Huang Liang-Ti, Lin Chien-Huang, Chou Hsiu-Chu, Chen Chung-Ming
Graduate Institute of Clinical Medicine, College of Medicine, Taipei Medical University, 252 Wu-Hsing Street, Taipei 110, Taiwan ; Department of Pediatrics, Wan Fang Hospital, Taipei Medical University, No. 111, Section 3, Hsing-Long Road, Taipei 116, Taiwan.
Graduate Institute of Medical Sciences, College of Medicine, Taipei Medical University, 252 Wu-Hsing Street, Taipei 110, Taiwan.
Biomed Res Int. 2014;2014:749097. doi: 10.1155/2014/749097. Epub 2014 Jun 12.
Ventilator-induced lung injury-(VILI-) induced endothelial permeability is regulated through the Rho-dependent signaling pathway. Ibuprofen inhibits Rho activation in animal models of spinal-cord injury and Alzheimer's disease. The study aims to investigate ibuprofen effects on high tidal volume associated VILI.
Twenty-eight adult male Sprague-Dawley rats were randomized to receive a ventilation strategy with three different interventions for 2 h: (1) a high-volume zero-positive end-expiratory pressure (PEEP) (HVZP) group; (2) an HVZP + ibuprofen 15 mg/kg group; and (3) an HVZP + ibuprofen 30 mg/kg group. A fourth group without ventilation served as the control group. Rho-kinase activity was determined by ratio of phosphorylated ezrin, radixin, and moesin (p-ERM), substrates of Rho-kinase, to total ERM. VILI was characterized by increased pulmonary protein leak, wet-to-dry weight ratio, cytokines level, and Rho guanine nucleotide exchange factor (GEF-H1), RhoA activity, p-ERM/total ERM, and p-myosin light chain (MLC) protein expression.

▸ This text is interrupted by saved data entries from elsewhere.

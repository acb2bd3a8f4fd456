//! Execution context handed to every command
//!
//! A [`JobContext`] carries what a running command may read or change about
//! its surroundings: the requesting client, execution flags, locals seeded
//! from the parent, and where log and email lines go. Pooled jobs get a
//! context derived from their job record. Inline children borrow their
//! caller's context; it is captured before the child runs and restored
//! literally afterwards.

use std::collections::BTreeMap;
use std::sync::Arc;

use parking_lot::Mutex;
use serde_json::Value;

use crate::error::WorkerResult;
use crate::job::{EnvFlags, Job};
use crate::notifications::{merge_notifications, NotificationBuffer, JOB_LOG_TARGET};
use crate::pool::{Daemon, EnqueueOptions};

/// Where log lines written by a command end up
#[derive(Debug, Clone)]
pub enum LogSink {
    /// Emitted immediately on the job log target
    Live,
    /// Held in a buffer until the job tree completes
    Deferred(Arc<Mutex<NotificationBuffer>>),
}

impl LogSink {
    pub fn is_live(&self) -> bool {
        matches!(self, Self::Live)
    }
}

/// Everything [`JobContext::restore`] puts back
#[derive(Debug, Clone)]
pub struct ContextSnapshot {
    job: Arc<Job>,
    client: String,
    env: EnvFlags,
    locals: BTreeMap<String, Value>,
    sink: LogSink,
    notifications: Arc<Mutex<NotificationBuffer>>,
    captures: Vec<Arc<Job>>,
}

impl ContextSnapshot {
    pub fn locals(&self) -> &BTreeMap<String, Value> {
        &self.locals
    }
}

/// Execution-local state of the running command
pub struct JobContext {
    daemon: Daemon,
    job: Arc<Job>,
    client: String,
    env: EnvFlags,
    locals: BTreeMap<String, Value>,
    sink: LogSink,
    notifications: Arc<Mutex<NotificationBuffer>>,
    captures: Vec<Arc<Job>>,
}

impl std::fmt::Debug for JobContext {
    fn fmt(&self, f: &mut std::fmt::Formatter<'_>) -> std::fmt::Result {
        f.debug_struct("JobContext")
            .field("job_id", &self.job.id)
            .field("client", &self.client)
            .field("env", &self.env)
            .field("locals", &self.locals)
            .field("live", &self.sink.is_live())
            .finish()
    }
}

impl JobContext {
    /// Context for a job running on its own pool slot
    pub fn for_pooled(daemon: Daemon, job: Arc<Job>) -> Self {
        let notifications = job
            .parent_id
            .as_deref()
            .filter(|_| job.inherit_notifications)
            .and_then(|parent_id| daemon.registry().get(parent_id).ok())
            .map(|parent| parent.notifications.clone())
            .unwrap_or_else(|| job.notifications.clone());

        let sink = if job.parent_id.is_some() {
            LogSink::Deferred(notifications.clone())
        } else {
            LogSink::Live
        };

        let captures = if job.capture_output {
            vec![job.clone()]
        } else {
            Vec::new()
        };

        Self {
            client: job.client.clone(),
            env: job.env_flags.clone(),
            locals: job.seed_locals.clone(),
            daemon,
            job,
            sink,
            notifications,
            captures,
        }
    }

    pub fn daemon(&self) -> &Daemon {
        &self.daemon
    }

    /// Job currently executing in this context
    pub fn job(&self) -> &Arc<Job> {
        &self.job
    }

    pub fn job_id(&self) -> &str {
        &self.job.id
    }

    pub fn client(&self) -> &str {
        &self.client
    }

    pub fn env(&self) -> &EnvFlags {
        &self.env
    }

    pub fn is_pretend(&self) -> bool {
        self.env.pretend
    }

    pub fn sink(&self) -> &LogSink {
        &self.sink
    }

    // ========== Locals ==========

    pub fn locals(&self) -> &BTreeMap<String, Value> {
        &self.locals
    }

    pub fn get_local(&self, key: &str) -> Option<&Value> {
        self.locals.get(key)
    }

    pub fn set_local(&mut self, key: impl Into<String>, value: Value) -> Option<Value> {
        self.locals.insert(key.into(), value)
    }

    pub fn remove_local(&mut self, key: &str) -> Option<Value> {
        self.locals.remove(key)
    }

    // ========== Output ==========

    /// Write a log line for the current job
    pub fn log(&self, line: impl Into<String>) {
        let line = line.into();
        match &self.sink {
            LogSink::Live => self.emit(&line),
            LogSink::Deferred(buffer) => self.write_to(buffer, |b| b.log.push(line)),
        }
    }

    /// Write a log line only when the debug flag is set
    pub fn debug(&self, line: impl Into<String>) {
        if self.env.debug {
            self.log(line);
        }
    }

    fn emit(&self, line: &str) {
        tracing::info!(
            target: JOB_LOG_TARGET,
            job_id = %self.job.id,
            client = %self.client,
            "{}",
            line
        );
        for job in &self.captures {
            job.append_output(line);
        }
    }

    /// Append a line to the pending email
    pub fn email(&self, line: impl Into<String>) {
        let line = line.into();
        self.write_to(&self.notifications, |b| b.email.push(line));
    }

    /// Ask for the pending email to be sent when the job tree completes
    pub fn request_email(&self) {
        self.write_to(&self.notifications, |b| b.send_email = true);
    }

    /// Write into `buffer`, or into the job's own buffer once it is closed
    ///
    /// A buffer shared with a parent closes when the parent completes; the
    /// job then keeps its notifications and delivers them itself.
    fn write_to(
        &self,
        buffer: &Mutex<NotificationBuffer>,
        write: impl FnOnce(&mut NotificationBuffer),
    ) {
        let mut shared = buffer.lock();
        if !shared.is_closed() {
            write(&mut shared);
            return;
        }
        drop(shared);
        write(&mut self.job.notifications.lock());
    }

    /// Copy of the notifications gathered so far
    pub fn pending_notifications(&self) -> NotificationBuffer {
        self.notifications.lock().clone()
    }

    // ========== Children ==========

    /// Submit a child job on behalf of the current job
    ///
    /// The child inherits the client, execution flags and locals of this
    /// context. With `child` set on a single-slot pool it runs to completion
    /// before this returns.
    pub async fn enqueue(
        &mut self,
        args: Vec<String>,
        opts: EnqueueOptions,
    ) -> WorkerResult<Arc<Job>> {
        let daemon = self.daemon.clone();
        daemon.submit(args, opts, Some(self)).await
    }

    /// Wait for every direct child, then merge their notifications here
    pub async fn consolidate_children(&mut self) -> WorkerResult<()> {
        let registry = self.daemon.registry();
        let children: Vec<Arc<Job>> = self
            .job
            .children_ids()
            .iter()
            .map(|id| registry.get(id))
            .collect::<WorkerResult<_>>()?;

        for child in &children {
            child.wait_terminal().await;
        }

        for child in &children {
            if Arc::ptr_eq(&child.notifications, &self.notifications) {
                continue;
            }
            let mut contents = child.notifications.lock().drain();
            merge_notifications(&mut contents, &mut self.notifications.lock());
        }

        if self.sink.is_live() {
            self.flush_deferred();
        }
        Ok(())
    }

    /// Emit buffered log lines through the live channel
    fn flush_deferred(&self) {
        let lines = std::mem::take(&mut self.notifications.lock().log);
        for line in &lines {
            self.emit(line);
        }
    }

    // ========== Capture / restore ==========

    /// Capture the context exactly as it is now
    pub fn capture(&self) -> ContextSnapshot {
        ContextSnapshot {
            job: self.job.clone(),
            client: self.client.clone(),
            env: self.env.clone(),
            locals: self.locals.clone(),
            sink: self.sink.clone(),
            notifications: self.notifications.clone(),
            captures: self.captures.clone(),
        }
    }

    /// Put back a captured context, discarding anything changed since
    pub fn restore(&mut self, snapshot: ContextSnapshot) {
        self.job = snapshot.job;
        self.client = snapshot.client;
        self.env = snapshot.env;
        self.locals = snapshot.locals;
        self.sink = snapshot.sink;
        self.notifications = snapshot.notifications;
        self.captures = snapshot.captures;
    }

    /// Switch to an inline child, returning the caller's context
    ///
    /// The child keeps the caller's client, locals and output channel.
    pub(crate) fn enter_inline(&mut self, child: Arc<Job>) -> ContextSnapshot {
        let snapshot = self.capture();
        self.env = child.env_flags.clone();
        if child.capture_output {
            self.captures.push(child.clone());
        }
        self.job = child;
        snapshot
    }
}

Ibuprofen pretreatment significantly reduced the HVZP ventilation-induced increase in pulmonary protein leak, wet-to-dry weight ratio, bronchoalveolar lavage fluid interleukin-6 and RANTES levels, and lung GEF-H1, RhoA activity, p-ERM/total ERM, and p-MLC protein expression.
Ibuprofen attenuated high tidal volume induced pulmonary endothelial hyperpermeability. This protective effect was associated with a reduced Rho-kinase activity.
呼吸机诱导性肺损伤(VILI)所致的内皮通透性是通过Rho依赖性信号通路调控的。布洛芬在脊髓损伤和阿尔茨海默病动物模型中可抑制Rho激活。本研究旨在探讨布洛芬对高潮气量相关VILI的影响。
28只成年雄性Sprague-Dawley大鼠被随机分为三组,接受三种不同干预措施的通气策略2小时:(1)高潮气量零呼气末正压(PEEP)(HVZP)组;(2)HVZP + 15 mg/kg布洛芬组;(3)HVZP + 30 mg/kg布洛芬组。第四组不进行通气作为对照组。通过磷酸化埃兹蛋白、根蛋白和膜突蛋白(p-ERM)(Rho激酶的底物)与总ERM的比值来测定Rho激酶活性。VILI的特征为肺蛋白渗漏增加、湿干重比增加、细胞因子水平升高以及Rho鸟嘌呤核苷酸交换因子(GEF-H1)、RhoA活性、p-ERM/总ERM和磷酸化肌球蛋白轻链(MLC)蛋白表达增加。
布洛芬预处理显著降低了HVZP通气诱导的肺蛋白渗漏增加、湿干重比增加、支气管肺泡灌洗液白细胞介素-6和RANTES水平升高,以及肺GEF-H1、RhoA活性、p-ERM/总ERM和p-MLC蛋白表达增加。
布洛芬减轻了高潮气量诱导的肺内皮高通透性。这种保护作用与Rho激酶活性降低有关。